= Esther V. Yanai =

American conservationist (1928–2003)

Esther Van Der Wart Yanai (May 15, 1928 – October 15, 2003) worked for more than thirty years to preserve open space in Moorestown, New Jersey.

==Background==
Born in Schenectady, New York, Yanai earned her bachelor's degree from Syracuse University. She earned her master's degree in social work from the University of Minnesota. She was working in Minneapolis as a social worker when she met her future husband, Hideyasu Steve Yanai, a chemist and native of Japan. They were married in 1956 and they moved to Moorestown, New Jersey in 1958.

==Career==
In the 1960s, Yanai organized a project to study conservation issues for the League of Women Voters. This led, in 1972, to her helping to found, and then later becoming the president of, the citizens' group Save the Environment of Moorestown (STEM). She was on the Moorestown Environmental Advisory Committee and helped in the creation of this organization. She was active with the Pompeston Watershed Association. She also served on the Moorestown planning board for 16 years. Yanai drove the creation of a natural resource inventory (NRI) for the Township, a process that took ten years. In 1988, the NRI was finally adopted as an appendix to the Township Master plan. She was the driving force behind an open space inventory for Moorestown's first Open Space Committee. She worked with local artists to create banners that celebrated every open space. She campaigned for the Green Acres bond issues and worked on many public education events.

==Legacy==
A 34-acre property near Albury Court on Garwood Road has been named in her honor.

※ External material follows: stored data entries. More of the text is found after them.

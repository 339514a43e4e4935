use reqwest::blocking::Client;
use serde::{Deserialize, Serialize};
use tracing::{debug, warn};

use crate::config::EmbeddingConfig;
use crate::embed::{Embedder, Embedding};
use crate::http;
use crate::{Error, Result};

/// Embedder for OpenAI-compatible `/embeddings` APIs (Jina, OpenAI).
pub struct RemoteEmbedder {
    client: Client,
    endpoint: String,
    api_key: Option<String>,
    model: String,
    dimension: usize,
    batch_size: usize,
}

#[derive(Debug, Serialize)]
struct EmbeddingRequest<'a> {
    model: &'a str,
    input: &'a [&'a str],
}

#[derive(Debug, Deserialize)]
struct EmbeddingResponse {
    data: Vec<EmbeddingData>,
}

#[derive(Debug, Deserialize)]
struct EmbeddingData {
    embedding: Vec<f32>,
    index: usize,
}

impl RemoteEmbedder {
    /// Build from config, taking the API key from the configured variable.
    pub fn from_config(config: &EmbeddingConfig) -> Result<Self> {
        let api_key = config.api_key();
        if api_key.is_none() {
            warn!(var = config.api_key_env(), "embedding API key not set");
        }
        Self::new(config, api_key)
    }

    pub fn new(config: &EmbeddingConfig, api_key: Option<String>) -> Result<Self> {
        let model = config.model_name().to_string();
        Ok(Self {
            client: http::client(config.timeout_secs)?,
            endpoint: format!("{}/embeddings", config.endpoint()),
            api_key,
            dimension: known_dimension(&model),
            model,
            batch_size: config.batch_size.max(1),
        })
    }

    fn embed_batch(&self, texts: &[&str]) -> Result<Vec<Embedding>> {
        let request = EmbeddingRequest {
            model: &self.model,
            input: texts,
        };
        debug!(model = %self.model, count = texts.len(), "requesting embeddings");

        let response = http::authorize(self.client.post(&self.endpoint), self.api_key.as_deref())
            .json(&request)
            .send()?;
        let body: EmbeddingResponse = http::check(response)?.json()?;

        if body.data.len() != texts.len() {
            return Err(Error::Embedding(format!(
                "expected {} embeddings, got {}",
                texts.len(),
                body.data.len()
            )));
        }

        let mut data = body.data;
        data.sort_by_key(|d| d.index);

        for d in &data {
            if self.dimension > 0 && d.embedding.len() != self.dimension {
                return Err(Error::Embedding(format!(
                    "dimension mismatch: expected {}, got {}",
                    self.dimension,
                    d.embedding.len()
                )));
            }
        }

        Ok(data.into_iter().map(|d| d.embedding).collect())
    }
}

impl Embedder for RemoteEmbedder {
    fn embed_documents(&self, texts: &[&str]) -> Result<Vec<Embedding>> {
        let mut embeddings = Vec::with_capacity(texts.len());
        for batch in texts.chunks(self.batch_size) {
            embeddings.extend(self.embed_batch(batch)?);
        }
        Ok(embeddings)
    }

    fn embed_query(&self, text: &str) -> Result<Embedding> {
        self.embed_batch(&[text])?
            .pop()
            .ok_or_else(|| Error::Embedding("provider returned no embeddings".to_string()))
    }

    fn dimension(&self) -> usize {
        self.dimension
    }

    fn model_name(&self) -> &str {
        &self.model
    }
}

fn known_dimension(model: &str) -> usize {
    match model {
        "jina-embeddings-v2-small-en" => 512,
        "jina-embeddings-v2-base-en" | "jina-embeddings-v2-base-de" => 768,
        "jina-embeddings-v3" => 1024,
        "text-embedding-3-small" | "text-embedding-ada-002" => 1536,
        "text-embedding-3-large" => 3072,
        _ => 0,
    }
}

#[cfg(test)]
mod tests {
    use super::*;
    use serde_json::json;
    use wiremock::matchers::{body_partial_json, header, method, path};
    use wiremock::{Mock, MockServer, ResponseTemplate};

    fn config(base_url: String, batch_size: usize) -> EmbeddingConfig {
        EmbeddingConfig {
            base_url: Some(base_url),
            model: Some("test-embed".to_string()),
            batch_size,
            ..EmbeddingConfig::default()
        }
    }

    #[tokio::test(flavor = "multi_thread")]
    async fn test_embeddings_reordered_by_index() {
        let server = MockServer::start().await;
        Mock::given(method("POST"))
            .and(path("/embeddings"))
            .and(header("authorization", "Bearer jina-key"))
            .and(body_partial_json(json!({"model": "test-embed"})))
            .respond_with(ResponseTemplate::new(200).set_body_json(json!({
                "data": [
                    {"embedding": [0.0, 1.0], "index": 1},
                    {"embedding": [1.0, 0.0], "index": 0}
                ]
            })))
            .expect(1)
            .mount(&server)
            .await;

        let cfg = config(server.uri(), 32);
        let embeddings = tokio::task::spawn_blocking(move || {
            let embedder = RemoteEmbedder::new(&cfg, Some("jina-key".to_string()))?;
            embedder.embed_documents(&["first", "second"])
        })
        .await
        .unwrap()
        .unwrap();

        assert_eq!(embeddings, vec![vec![1.0, 0.0], vec![0.0, 1.0]]);
    }

    #[tokio::test(flavor = "multi_thread")]
    async fn test_documents_sent_in_batches() {
        let server = MockServer::start().await;
        Mock::given(method("POST"))
            .and(path("/embeddings"))
            .respond_with(ResponseTemplate::new(200).set_body_json(json!({
                "data": [
                    {"embedding": [1.0], "index": 0},
                    {"embedding": [2.0], "index": 1}
                ]
            })))
            .expect(2)
            .mount(&server)
            .await;

        let cfg = config(server.uri(), 2);
        let embeddings = tokio::task::spawn_blocking(move || {
            RemoteEmbedder::new(&cfg, None)?.embed_documents(&["a", "b", "c", "d"])
        })
        .await
        .unwrap()
        .unwrap();

        assert_eq!(embeddings.len(), 4);
    }

    #[tokio::test(flavor = "multi_thread")]
    async fn test_auth_failure_is_provider_error() {
        let server = MockServer::start().await;
        Mock::given(method("POST"))
            .and(path("/embeddings"))
            .respond_with(ResponseTemplate::new(401).set_body_json(json!({
                "detail": "authentication_error: invalid API key"
            })))
            .mount(&server)
            .await;

        let cfg = config(server.uri(), 8);
        let err = tokio::task::spawn_blocking(move || {
            RemoteEmbedder::new(&cfg, None)?.embed_query("who won?")
        })
        .await
        .unwrap()
        .unwrap_err();

        match err {
            Error::Provider { status, message } => {
                assert_eq!(status, Some(401));
                assert!(message.contains("authentication_error"));
            }
            other => panic!("unexpected error: {other:?}"),
        }
    }

    #[tokio::test(flavor = "multi_thread")]
    async fn test_dimension_checked_for_known_models() {
        let server = MockServer::start().await;
        Mock::given(method("POST"))
            .and(path("/embeddings"))
            .respond_with(ResponseTemplate::new(200).set_body_json(json!({
                "data": [{"embedding": [1.0, 2.0, 3.0], "index": 0}]
            })))
            .mount(&server)
            .await;

        let mut cfg = config(server.uri(), 8);
        cfg.model = Some("jina-embeddings-v2-base-en".to_string());
        let err = tokio::task::spawn_blocking(move || {
            RemoteEmbedder::new(&cfg, None)?.embed_query("Haaland goals")
        })
        .await
        .unwrap()
        .unwrap_err();

        assert!(matches!(err, Error::Embedding(_)));
    }

    #[test]
    fn test_known_dimensions() {
        assert_eq!(known_dimension("jina-embeddings-v2-base-en"), 768);
        assert_eq!(known_dimension("text-embedding-3-small"), 1536);
        assert_eq!(known_dimension("something-new"), 0);
    }
}
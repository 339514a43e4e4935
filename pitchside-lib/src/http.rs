//! Shared plumbing for the OpenAI-style HTTP providers

use std::time::Duration;

use reqwest::blocking::{Client, RequestBuilder, Response};
use serde::Deserialize;

use crate::{Error, Result};

pub(crate) fn client(timeout_secs: u64) -> Result<Client> {
    Ok(Client::builder()
        .timeout(Duration::from_secs(timeout_secs))
        .build()?)
}

/// Attach a bearer token when one is configured. Without it the request goes
/// out unauthenticated and the provider reports the failure.
pub(crate) fn authorize(request: RequestBuilder, api_key: Option<&str>) -> RequestBuilder {
    match api_key {
        Some(key) => request.bearer_auth(key),
        None => request,
    }
}

#[derive(Debug, Deserialize)]
struct ErrorBody {
    error: Option<ErrorDetail>,
    detail: Option<serde_json::Value>,
}

#[derive(Debug, Deserialize)]
struct ErrorDetail {
    message: Option<String>,
    #[serde(rename = "type")]
    error_type: Option<String>,
    code: Option<serde_json::Value>,
}

/// Pass successful responses through; turn anything else into
/// [`Error::Provider`] carrying the provider's error type, code and message.
pub(crate) fn check(response: Response) -> Result<Response> {
    let status = response.status();
    if status.is_success() {
        return Ok(response);
    }

    let body = response.text().unwrap_or_default();
    Err(Error::Provider {
        status: Some(status.as_u16()),
        message: describe_error(&body),
    })
}

fn describe_error(body: &str) -> String {
    let Ok(parsed) = serde_json::from_str::<ErrorBody>(body) else {
        return body.trim().to_string();
    };

    if let Some(detail) = parsed.error {
        let code = detail.code.map(|c| match c {
            serde_json::Value::String(s) => s,
            other => other.to_string(),
        });
        let parts: Vec<String> = [detail.error_type, code, detail.message]
            .into_iter()
            .flatten()
            .filter(|p| !p.is_empty())
            .collect();
        if !parts.is_empty() {
            return parts.join(": ");
        }
    }
    if let Some(detail) = parsed.detail {
        return match detail {
            serde_json::Value::String(s) => s,
            other => other.to_string(),
        };
    }
    body.trim().to_string()
}

#[cfg(test)]
mod tests {
    use super::*;

    #[test]
    fn test_openai_style_error() {
        let body = r#"{"error":{"message":"Rate limit reached for model","type":"tokens",
            "code":"rate_limit_exceeded"}}"#;
        assert_eq!(
            describe_error(body),
            "tokens: rate_limit_exceeded: Rate limit reached for model"
        );
    }

    #[test]
    fn test_numeric_code() {
        let body = r#"{"error":{"message":"No auth credentials found","code":401}}"#;
        assert_eq!(describe_error(body), "401: No auth credentials found");
    }

    #[test]
    fn test_detail_style_error() {
        let body = r#"{"detail":"Invalid API key"}"#;
        assert_eq!(describe_error(body), "Invalid API key");
    }

    #[test]
    fn test_plain_text_error() {
        assert_eq!(describe_error("  Bad Gateway\n"), "Bad Gateway");
    }
}
use std::cmp::Reverse;
use std::collections::{BTreeMap, BinaryHeap};
use std::fs::File;
use std::io::{BufReader, BufWriter, Write};
use std::path::Path;

use serde::{Deserialize, Serialize};

use crate::chunk::Chunk;
use crate::embed::Embedding;
use crate::store::{PersistentStore, SearchResult, VectorStore};
use crate::{Error, Result};

/// File written by [`MemoryStore::persist`] inside the index directory.
pub const STORE_FILE: &str = "vector_store.json";

#[derive(Debug, Clone, Serialize, Deserialize)]
struct Entry {
    chunk: Chunk,
    embedding: Embedding,
}

#[derive(Serialize, Deserialize)]
struct StoreFile {
    dimension: usize,
    entries: Vec<Entry>,
}

/// In-memory vector store.
///
/// Brute-force cosine similarity over every entry, which is plenty for a
/// few thousand chunks of football reports. Entries are kept ordered by
/// chunk id so persisted files are deterministic.
#[derive(Debug, Default)]
pub struct MemoryStore {
    entries: BTreeMap<String, Entry>,
    dimension: usize,
}

impl MemoryStore {
    /// Create a new empty in-memory store.
    #[must_use]
    pub fn new() -> Self {
        Self::default()
    }

    /// Dimension of the stored embeddings, 0 while empty.
    #[must_use]
    pub fn dimension(&self) -> usize {
        self.dimension
    }
}

impl VectorStore for MemoryStore {
    fn insert(&mut self, chunks: &[Chunk], embeddings: &[Embedding]) -> Result<()> {
        if chunks.len() != embeddings.len() {
            return Err(Error::InvalidInput(format!(
                "{} chunks but {} embeddings",
                chunks.len(),
                embeddings.len()
            )));
        }

        let mut dimension = self.dimension;
        for embedding in embeddings {
            if dimension == 0 {
                dimension = embedding.len();
            }
            if embedding.len() != dimension {
                return Err(Error::InvalidInput(format!(
                    "embedding dimension {} does not match store dimension {dimension}",
                    embedding.len()
                )));
            }
        }
        self.dimension = dimension;

        for (chunk, embedding) in chunks.iter().zip(embeddings) {
            self.entries.insert(
                chunk.id.clone(),
                Entry {
                    chunk: chunk.clone(),
                    embedding: embedding.clone(),
                },
            );
        }
        Ok(())
    }

    fn search(&self, query: &Embedding, k: usize) -> Result<Vec<SearchResult>> {
        if k == 0 || self.entries.is_empty() {
            return Ok(Vec::new());
        }
        if query.len() != self.dimension {
            return Err(Error::InvalidInput(format!(
                "query dimension {} does not match store dimension {}",
                query.len(),
                self.dimension
            )));
        }

        // min-heap of the best k seen so far
        let mut best: BinaryHeap<Reverse<SearchResult>> = BinaryHeap::with_capacity(k + 1);
        for entry in self.entries.values() {
            best.push(Reverse(SearchResult {
                chunk: entry.chunk.clone(),
                score: cosine_similarity(query, &entry.embedding),
            }));
            if best.len() > k {
                best.pop();
            }
        }

        // ascending order of Reverse is descending score
        Ok(best.into_sorted_vec().into_iter().map(|Reverse(r)| r).collect())
    }

    fn len(&self) -> usize {
        self.entries.len()
    }

    fn clear(&mut self) {
        self.entries.clear();
        self.dimension = 0;
    }
}

impl PersistentStore for MemoryStore {
    fn persist(&self, dir: &Path) -> Result<()> {
        let file = StoreFile {
            dimension: self.dimension,
            entries: self.entries.values().cloned().collect(),
        };
        let mut writer = BufWriter::new(File::create(dir.join(STORE_FILE))?);
        serde_json::to_writer(&mut writer, &file)?;
        writer.flush()?;
        Ok(())
    }

    fn load(dir: &Path) -> Result<Self> {
        let path = dir.join(STORE_FILE);
        let file = File::open(&path)
            .map_err(|e| Error::Store(format!("cannot open {}: {e}", path.display())))?;
        let stored: StoreFile = serde_json::from_reader(BufReader::new(file))
            .map_err(|e| Error::Store(format!("corrupt {}: {e}", path.display())))?;

        let mut store = Self::new();
        let (chunks, embeddings): (Vec<_>, Vec<_>) = stored
            .entries
            .into_iter()
            .map(|e| (e.chunk, e.embedding))
            .unzip();
        store.insert(&chunks, &embeddings)?;
        if store.dimension == 0 {
            store.dimension = stored.dimension;
        }
        Ok(store)
    }
}

/// Compute cosine similarity between two vectors.
///
/// Returns a value in [-1, 1] where 1 means identical direction.
fn cosine_similarity(a: &[f32], b: &[f32]) -> f32 {
    debug_assert_eq!(a.len(), b.len(), "vectors must have same length");

    let dot: f32 = a.iter().zip(b).map(|(x, y)| x * y).sum();
    let norm_a: f32 = a.iter().map(|x| x * x).sum::<f32>().sqrt();
    let norm_b: f32 = b.iter().map(|x| x * x).sum::<f32>().sqrt();

    if norm_a == 0.0 || norm_b == 0.0 {
        return 0.0;
    }

    dot / (norm_a * norm_b)
}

It was preserved as a Moorestown Open Space in October 2004. It is primarily wetlands and includes some vernal pools.

==Awards==
- 2009 Honoree of the National Women's History Month

==Death==
Yanni died at the age of 75 on October 15, 2003, of cancer. She died at her daughter's home in Syracuse, New York. She is survived by her husband, her daughters, Ruth and Nina, and her granddaughter, Nora.